Islamofobia disinyalir menjadi penyebab utama isu dikotomi Islam dan keiindonesiaan.

Oleh: Amri Amrullah, Fergi Nadira

Islamofobia disinyalir menjadi penyebab utama isu dikotomi Islam dan keindonesiaan. Wakil Ketua MPR, Hidayat Nur Wahid pun menegaskan umat Islam di Indonesia tidak pernah mendikotomikan Islam dan keindonesiaan. 

"Pandangan seperti itu bukan berasal dari umat Islam," ujar Hidayat saat menyampaikan Sosialisasi Empat Pilar MPR, sekaligus menghadiri rapat koordinasi nasional (Rakornas) Jaringan Sekolah Islam Terpadu (JSIT) di Medan, Sumatra Utara, Jumat (19/1). 

Di hadapan 300 para guru yang tergabung dalam JSIT ini, Hidayat juga mengungkapkan upaya untuk mendikotomikan Islam dan keindonesiaan masih terus terjadi.

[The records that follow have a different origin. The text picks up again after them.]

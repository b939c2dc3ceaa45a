use std::collections::BTreeMap;
use std::time::Duration;

use async_trait::async_trait;
use tidegate_application::MetricsSink;
use tidegate_core::AppResult;
use tokio::sync::RwLock;

/// Recorded metric value.
#[derive(Debug, Clone, Copy, PartialEq, Eq)]
pub enum MetricValue {
    /// Integer value.
    Int(i64),
    /// Duration value.
    Duration(Duration),
    /// Success flag.
    Success(bool),
}

/// Metrics sink keeping every recorded value in memory, keyed by metric name.
#[derive(Default)]
pub struct InMemoryMetricsSink {
    values: RwLock<BTreeMap<String, Vec<MetricValue>>>,
}

impl InMemoryMetricsSink {
    /// Creates an empty metrics sink.
    #[must_use]
    pub fn new() -> Self {
        Self::default()
    }

    /// Returns recorded values for one metric.
    pub async fn values(&self, name: &str) -> Vec<MetricValue> {
        self.values
            .read()
            .await
            .get(name)
            .cloned()
            .unwrap_or_default()
    }

    async fn record(&self, name: &str, value: MetricValue) {
        self.values
            .write()
            .await
            .entry(name.to_owned())
            .or_default()
            .push(value);
    }
}

#[async_trait]
impl MetricsSink for InMemoryMetricsSink {
    async fn record_int(&self, name: &str, value: i64) -> AppResult<()> {
        self.record(name, MetricValue::Int(value)).await;
        Ok(())
    }

    async fn record_duration(&self, name: &str, value: Duration) -> AppResult<()> {
        self.record(name, MetricValue::Duration(value)).await;
        Ok(())
    }

    async fn record_success(&self, name: &str, success: bool) -> AppResult<()> {
        self.record(name, MetricValue::Success(success)).await;
        Ok(())
    }
}

/// Metrics sink emitting each value as a structured tracing event.
#[derive(Debug, Clone, Copy, Default)]
pub struct TracingMetricsSink;

impl TracingMetricsSink {
    /// Creates a tracing metrics sink.
    #[must_use]
    pub fn new() -> Self {
        Self
    }
}

#[async_trait]
impl MetricsSink for TracingMetricsSink {
    async fn record_int(&self, name: &str, value: i64) -> AppResult<()> {
        tracing::info!(target: "tidegate::metrics", metric = name, value, "metric");
        Ok(())
    }

    async fn record_duration(&self, name: &str, value: Duration) -> AppResult<()> {
        let value_ms = u64::try_from(value.as_millis()).unwrap_or(u64::MAX);
        tracing::info!(target: "tidegate::metrics", metric = name, value_ms, "metric");
        Ok(())
    }

    async fn record_success(&self, name: &str, success: bool) -> AppResult<()> {
        tracing::info!(target: "tidegate::metrics", metric = name, success, "metric");
        Ok(())
    }
}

Dia tidak setuju dengan adanya pemisahan antara Islam dan Indonesia. "Dikotomi itu mungkin karena fobia terhadap Islam dan umat Islam. Seolah-olah Islam anti-Pancasila, anti-NKRI," katanya.

Sebaliknya, dengan adanya dikotomi itu, ada kalangan Islam merasa umat Islam terpisah dari Indonesia. Dari situ kemudian muncul istilah thogut, kafir, seolah-olah Indonesia terpisah dari Islam lantas mereka berpikir tentang (ideologi) negara yang lain.

Mantan presiden PKS ini menegaskan keindonesiaan adalah juga keislaman. Ini bisa dilihat dari bukti keterlibatan umat Islam dalam perjalanan sejarah Indonesia. "Indonesia adalah bagian yang tidak terpisahkan dari pemikiran, para tokoh, dan pemimpin Islam," kata Hidayat.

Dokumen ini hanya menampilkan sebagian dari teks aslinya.